La mission des partenaires sociaux ne s’annonce pas simple, alors que s’ouvrira fin janvier une conférence qui charge les organisations professionnelles de se mettre d’accord sur les modalités du financement des retraites.
Revenir à « 63 ans » ?
« S’il y a un accord, il sera minoritaire, étant donné la situation syndicale », estime Dominique Andolfatto, professeur de sciences politiques à l’université de Bourgogne. «Il n’y a que la CFDT qui peut vraiment toper, ajoute Bertrand Martinot, expert des retraites au sein du think tank libéral Institut Montaigne. Il y a aussi l’Unsa, mais elle n’est pas représentative au niveau national.» Les syndicats contestataires, comme la CGT, FO, Sud et FSU, n’iront pas « pour faire de la présence, ils vont aligner quelques arguments », note Dominique Andolfatto.

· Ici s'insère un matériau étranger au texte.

//! Persistence contracts and their implementations.
//!
//! The engines and the tenant gate talk to [`Store`], never to a concrete
//! database: [`PgStore`] is the production relational implementation and
//! [`MemoryStore`] is a deterministic in-process implementation used by
//! the test suites.

pub mod memory;
pub mod models;
pub mod postgres;

pub use memory::MemoryStore;
pub use postgres::PgStore;

use anyhow::Result;
use async_trait::async_trait;
use chrono::{DateTime, Utc};
use uuid::Uuid;

use crate::config::{Plan, PlanLimits};
use crate::graph::types::FlowPath;
use crate::upstream::types::{ParsedTransaction, Transfer};
use models::{
    ApiKeyRecord, ApiUsageLog, AuthContext, Entity, EntityKind, RiskFlag, RiskLevel, Subscription,
    User, WebhookEventRecord,
};

/// Relational DAO contract used by the tenant gate and the engines.
#[async_trait]
pub trait Store: Send + Sync {
    // -- tenant gate --------------------------------------------------------

    /// Single parameterized lookup joining an active key with its user and
    /// active subscription.
    async fn find_auth_context(&self, key_hash: &str) -> Result<Option<AuthContext>>;

    /// Record key usage time. Fired detached from the request deadline.
    async fn touch_api_key(&self, key_id: Uuid, at: DateTime<Utc>) -> Result<()>;

    /// Increment `current_usage` and the key's `total_calls` after an
    /// authorized request.
    async fn record_successful_call(&self, subscription_id: Uuid, key_id: Uuid) -> Result<()>;

    async fn insert_usage_log(&self, log: ApiUsageLog) -> Result<()>;

    // -- users, subscriptions, keys -----------------------------------------

    async fn find_user_by_email(&self, email: &str) -> Result<Option<User>>;
    async fn find_user_by_external_id(&self, external_id: &str) -> Result<Option<User>>;
    async fn get_user(&self, user_id: Uuid) -> Result<Option<User>>;

    /// Create user + subscription + first API key in one transaction.
    async fn create_tenant(
        &self,
        user: User,
        subscription: Subscription,
        key: ApiKeyRecord,
    ) -> Result<()>;

    async fn active_subscription(&self, user_id: Uuid) -> Result<Option<Subscription>>;
    async fn list_api_keys(&self, user_id: Uuid) -> Result<Vec<ApiKeyRecord>>;
    async fn insert_api_key(&self, key: ApiKeyRecord) -> Result<()>;

    /// Soft-delete a key owned by `user_id`. Returns false when the key
    /// does not exist or belongs to someone else; revoking an
    /// already-revoked key is a successful no-op.
    async fn revoke_api_key(&self, user_id: Uuid, key_id: Uuid, at: DateTime<Utc>) -> Result<bool>;

    /// Update subscription plan/quota/rate and mirror the plan onto the
    /// user row.
    async fn change_plan(&self, user_id: Uuid, plan: Plan, limits: PlanLimits) -> Result<()>;

    /// Mark the subscription cancelled and mirror onto the user status.
    async fn cancel_subscription(&self, user_id: Uuid, at: DateTime<Utc>) -> Result<()>;

    /// Reactivate, reset `current_usage` to zero and advance the billing
    /// window.
    async fn renew_subscription(
        &self,
        user_id: Uuid,
        period_start: DateTime<Utc>,
        period_end: DateTime<Utc>,
    ) -> Result<()>;

    // -- webhook audit ------------------------------------------------------

    async fn insert_webhook_event(&self, event: WebhookEventRecord) -> Result<()>;
    async fn mark_webhook_event(
        &self,
        event_id: Uuid,
        processed: bool,
        error: Option<String>,
        at: DateTime<Utc>,
    ) -> Result<()>;

    // -- entities and analytics ---------------------------------------------

    async fn get_entity(&self, address: &str) -> Result<Option<Entity>>;
    async fn upsert_entity(&self, entity: Entity) -> Result<()>;
    async fn entities_by_kind(&self, kind: EntityKind) -> Result<Vec<Entity>>;

    /// Cache a risk outcome on the entity row, creating a wallet entity
    /// when none exists yet.
    async fn update_entity_risk(&self, address: &str, score: u8, level: RiskLevel) -> Result<()>;

    async fn insert_risk_flags(
        &self,
        address: &str,
        flags: &[RiskFlag],
        at: DateTime<Utc>,
    ) -> Result<()>;

    async fn upsert_flow_path(&self, path: &FlowPath) -> Result<()>;

    /// Persist a transaction with its transfers in one transaction.
    async fn ingest_transaction(
        &self,
        tx: &ParsedTransaction,
        transfers: &[Transfer],
    ) -> Result<()>;
}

Pour Bertrand Martinot, la CFDT détient les clés d’un éventuel accord, avec «des mesures de bricolage de court terme en mobilisant le fonds de réserve pour les retraites, en affectant des taxes au financement des retraites. Peut-être que le point de sortie, c’est de revenir à 63 ans avec un cocktail de mesures un peu pipeau. »
Mais Bertrand Martinot met en garde : « Ces mesures reviendraient à creuser des trous ailleurs pour boucher celui des retraites» et «mobiliser un fonds de réserve pour financer des dépenses courantes, ça n’a pas de sens». Mais l’enjeu pour le gouvernement est d’avoir «un accord ou, au moins, un relevé de conclusions communes qui seraient acceptables par les syndicats réformistes», juge le professeur. Enfin, dans l’hypothèse où l’accord signé n’est pas bon, le gouvernement acceptera-t-il de le reprendre?